Begin at the line below that contains "assert!(first.is_closed());". Repeat it and all remaining lines of the records exactly.

╭─ RECORDED DATA

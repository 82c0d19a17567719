// Copyright (c) 2025, The Ruskit Authors
// MIT License
// All rights reserved.

//! # Wait Channels
//!
//! A synchronous call/response protocol on top of asynchronous broker
//! callbacks. A caller registers a [`WaitSlot`] under an id, publishes its
//! request and waits; the delivery callback pushes the reply into the slot
//! with the same id from another task.
//!
//! A slot holds at most one value. Once closed every waiter fails with
//! [`AmqpError::ChannelClosedError`] instead of blocking forever.

use crate::errors::AmqpError;
use parking_lot::Mutex;
use std::{
    collections::HashMap,
    sync::{
        atomic::{AtomicBool, Ordering},
        Arc,
    },
    time::Duration,
};
use tokio::sync::Notify;
use tracing::debug;

/// Single value rendezvous between a producer and one waiter.
#[derive(Debug)]
pub struct WaitSlot<T> {
    state: Mutex<SlotState<T>>,
    notify: Notify,
}

#[derive(Debug)]
struct SlotState<T> {
    value: Option<T>,
    closed: bool,
}

impl<T> Default for WaitSlot<T> {
    fn default() -> Self {
        WaitSlot {
            state: Mutex::new(SlotState {
                value: None,
                closed: false,
            }),
            notify: Notify::new(),
        }
    }
}

impl<T> WaitSlot<T> {
    pub fn new() -> WaitSlot<T> {
        WaitSlot::default()
    }

    /// Hands `value` to the waiter, or keeps it for the next one.
    ///
    /// # Parameters
    /// * `value` - The reply to deliver
    ///
    /// # Returns
    /// `ChannelFullError` when a value is already pending and
    /// `ChannelClosedError` once the slot was closed
    pub fn push(&self, value: T) -> Result<(), AmqpError> {
        {
            let mut state = self.state.lock();
            if state.closed {
                return Err(AmqpError::ChannelClosedError);
            }
            if state.value.is_some() {
                return Err(AmqpError::ChannelFullError);
            }
            state.value = Some(value);
        }

        self.notify.notify_waiters();
        Ok(())
    }

    /// Waits until a value is pushed or the slot is closed.
    pub async fn pop(&self) -> Result<T, AmqpError> {
        loop {
            let notified = self.notify.notified();
            tokio::pin!(notified);
            // register interest before looking at the state so a push in
            // between is not missed
            notified.as_mut().enable();

            {
                let mut state = self.state.lock();
                if state.closed {
                    return Err(AmqpError::ChannelClosedError);
                }
                if let Some(value) = state.value.take() {
                    return Ok(value);
                }
            }

            notified.await;
        }
    }

    /// Closes the slot and wakes the waiter. A pending value is discarded.
    pub fn close(&self) {
        self.state.lock().closed = true;
        self.notify.notify_waiters();
    }

    pub fn is_closed(&self) -> bool {
        self.state.lock().closed
    }
}

/// Registry of wait slots keyed by channel or correlation id.
///
/// Once [`ChannelManager::close_all`] ran the manager stays closed: no slot
/// can be created anymore, so every later wait fails right away.
#[derive(Debug)]
pub struct ChannelManager<T> {
    slots: Mutex<HashMap<u64, Arc<WaitSlot<T>>>>,
    closed: AtomicBool,
}

impl<T> Default for ChannelManager<T> {
    fn default() -> Self {
        ChannelManager {
            slots: Mutex::new(HashMap::default()),
            closed: AtomicBool::new(false),
        }
    }
}

impl<T> ChannelManager<T> {
    pub fn new() -> ChannelManager<T> {
        ChannelManager::default()
    }

    /// Returns the slot of `id`, creating it when `create` is set.
    ///
    /// # Parameters
    /// * `id` - Channel or correlation id
    /// * `create` - Whether a missing slot should be created
    ///
    /// # Returns
    /// The slot, or None when it does not exist or the manager is closed
    pub fn get(&self, id: u64, create: bool) -> Option<Arc<WaitSlot<T>>> {
        let mut slots = self.slots.lock();
        if self.closed.load(Ordering::SeqCst) {
            return None;
        }
        if create {
            return Some(slots.entry(id).or_default().clone());
        }

        slots.get(&id).cloned()
    }

    /// Pushes into an existing slot.
    pub fn push(&self, id: u64, value: T) -> Result<(), AmqpError> {
        match self.get(id, false) {
            Some(slot) => slot.push(value),
            None => Err(AmqpError::ChannelClosedError),
        }
    }

    /// Waits for the value of `id`.
    ///
    /// Unknown ids fail right away. When `timeout` elapses the slot is
    /// removed so a late reply cannot be picked up by a later caller.
    pub async fn wait(&self, id: u64, timeout: Option<Duration>) -> Result<T, AmqpError> {
        let Some(slot) = self.get(id, false) else {
            debug!(id = id, "waiting on unknown channel");
            return Err(AmqpError::ChannelClosedError);
        };

        match timeout {
            None => slot.pop().await,
            Some(timeout) => match tokio::time::timeout(timeout, slot.pop()).await {
                Ok(result) => result,
                Err(_) => {
                    debug!(id = id, "wait channel timeout");
                    self.remove(id);
                    Err(AmqpError::TimeoutError)
                }
            },
        }
    }

    /// Closes and forgets the slot of `id`, waking its waiter.
    pub fn close(&self, id: u64) {
        if let Some(slot) = self.remove(id) {
            slot.close();
        }
    }

    /// Forgets the slot of `id` without closing it.
    pub fn remove(&self, id: u64) -> Option<Arc<WaitSlot<T>>> {
        self.slots.lock().remove(&id)
    }

    /// Closes every slot and the manager itself, used when the owning
    /// connection goes away.
    pub fn close_all(&self) {
        let slots: Vec<_> = {
            let mut slots = self.slots.lock();
            self.closed.store(true, Ordering::SeqCst);
            slots.drain().collect()
        };
        for (id, slot) in slots {
            debug!(id = id, "closing wait channel");
            slot.close();
        }
    }

    pub fn is_closed(&self) -> bool {
        self.closed.load(Ordering::SeqCst)
    }

    pub fn len(&self) -> usize {
        self.slots.lock().len()
    }

    pub fn is_empty(&self) -> bool {
        self.slots.lock().is_empty()
    }
}

#[cfg(test)]
mod tests {
    use super::*;

    #[tokio::test]
    async fn pushed_value_is_returned_to_the_waiter() {
        let manager = ChannelManager::<String>::new();
        let slot = manager.get(1, true).unwrap();

        slot.push("reply-1".to_owned()).unwrap();

        assert_eq!(manager.wait(1, None).await.unwrap(), "reply-1");
    }

    #[tokio::test]
    async fn closed_slot_fails_instead_of_hanging() {
        let manager = ChannelManager::<String>::new();
        let slot = manager.get(1, true).unwrap();
        slot.push("reply".to_owned()).unwrap();
        assert_eq!(manager.wait(1, None).await.unwrap(), "reply");

        slot.close();

        assert_eq!(
            manager.wait(1, None).await,
            Err(AmqpError::ChannelClosedError)
        );
    }

    #[tokio::test]
    async fn close_wakes_a_blocked_waiter() {
        let manager = Arc::new(ChannelManager::<u32>::new());
        manager.get(7, true);

        let waiter = tokio::spawn({
            let manager = manager.clone();
            async move { manager.wait(7, None).await }
        });
        tokio::time::sleep(Duration::from_millis(20)).await;
        manager.close(7);

        assert_eq!(waiter.await.unwrap(), Err(AmqpError::ChannelClosedError));
        assert!(manager.is_empty());
    }

    #[tokio::test]
    async fn value_pushed_from_another_task_reaches_the_waiter() {
        let manager = Arc::new(ChannelManager::<u32>::new());
        manager.get(3, true);

        let pusher = tokio::spawn({
            let manager = manager.clone();
            async move {
                tokio::time::sleep(Duration::from_millis(20)).await;
                manager.push(3, 42)
            }
        });

        assert_eq!(manager.wait(3, Some(Duration::from_secs(1))).await, Ok(42));
        assert_eq!(pusher.await.unwrap(), Ok(()));
    }

    #[tokio::test]
    async fn unknown_id_fails_deterministically() {
        let manager = ChannelManager::<u32>::new();

        assert_eq!(
            manager.wait(99, None).await,
            Err(AmqpError::ChannelClosedError)
        );
        assert_eq!(manager.push(99, 1), Err(AmqpError::ChannelClosedError));
    }

    #[tokio::test]
    async fn timeout_clears_the_slot() {
        let manager = ChannelManager::<u32>::new();
        manager.get(5, true);

        let result = manager.wait(5, Some(Duration::from_millis(10))).await;

        assert_eq!(result, Err(AmqpError::TimeoutError));
        assert!(manager.get(5, false).is_none());
    }

    #[test]
    fn only_one_value_may_be_pending() {
        let slot = WaitSlot::new();

        slot.push(1).unwrap();

        assert_eq!(slot.push(2), Err(AmqpError::ChannelFullError));
    }

    #[test]
    fn push_after_close_is_rejected() {
        let slot = WaitSlot::new();
        slot.close();

        assert!(slot.is_closed());
        assert_eq!(slot.push(1), Err(AmqpError::ChannelClosedError));
    }

    #[tokio::test]
    async fn close_all_closes_every_slot() {
        let manager = ChannelManager::<u32>::new();
        let first = manager.get(1, true).unwrap();
        let second = manager.get(2, true).unwrap();

        manager.close_all();

        assert!(first.is_closed());
        assert!(second.is_closed());
        assert_eq!(manager.len(), 0);
    }

    #[tokio::test]
    async fn closed_manager_refuses_new_slots() {
        let manager = ChannelManager::<u32>::new();
        manager.close_all();

        assert!(manager.is_closed());
        assert!(manager.get(1, true).is_none());
        assert_eq!(
            manager.wait(1, Some(Duration::from_secs(5))).await,
            Err(AmqpError::ChannelClosedError)
        );
        assert_eq!(manager.push(1, 10), Err(AmqpError::ChannelClosedError));
    }
}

╰─

SOLUTION TO THE PROBLEM:
        assert!(first.is_closed());
        assert!(second.is_closed());
        assert_eq!(manager.len(), 0);
    }

    #[tokio::test]
    async fn closed_manager_refuses_new_slots() {
        let manager = ChannelManager::<u32>::new();
        manager.close_all();

        assert!(manager.is_closed());
        assert!(manager.get(1, true).is_none());
        assert_eq!(
            manager.wait(1, Some(Duration::from_secs(5))).await,
            Err(AmqpError::ChannelClosedError)
        );
        assert_eq!(manager.push(1, 10), Err(AmqpError::ChannelClosedError));
    }
}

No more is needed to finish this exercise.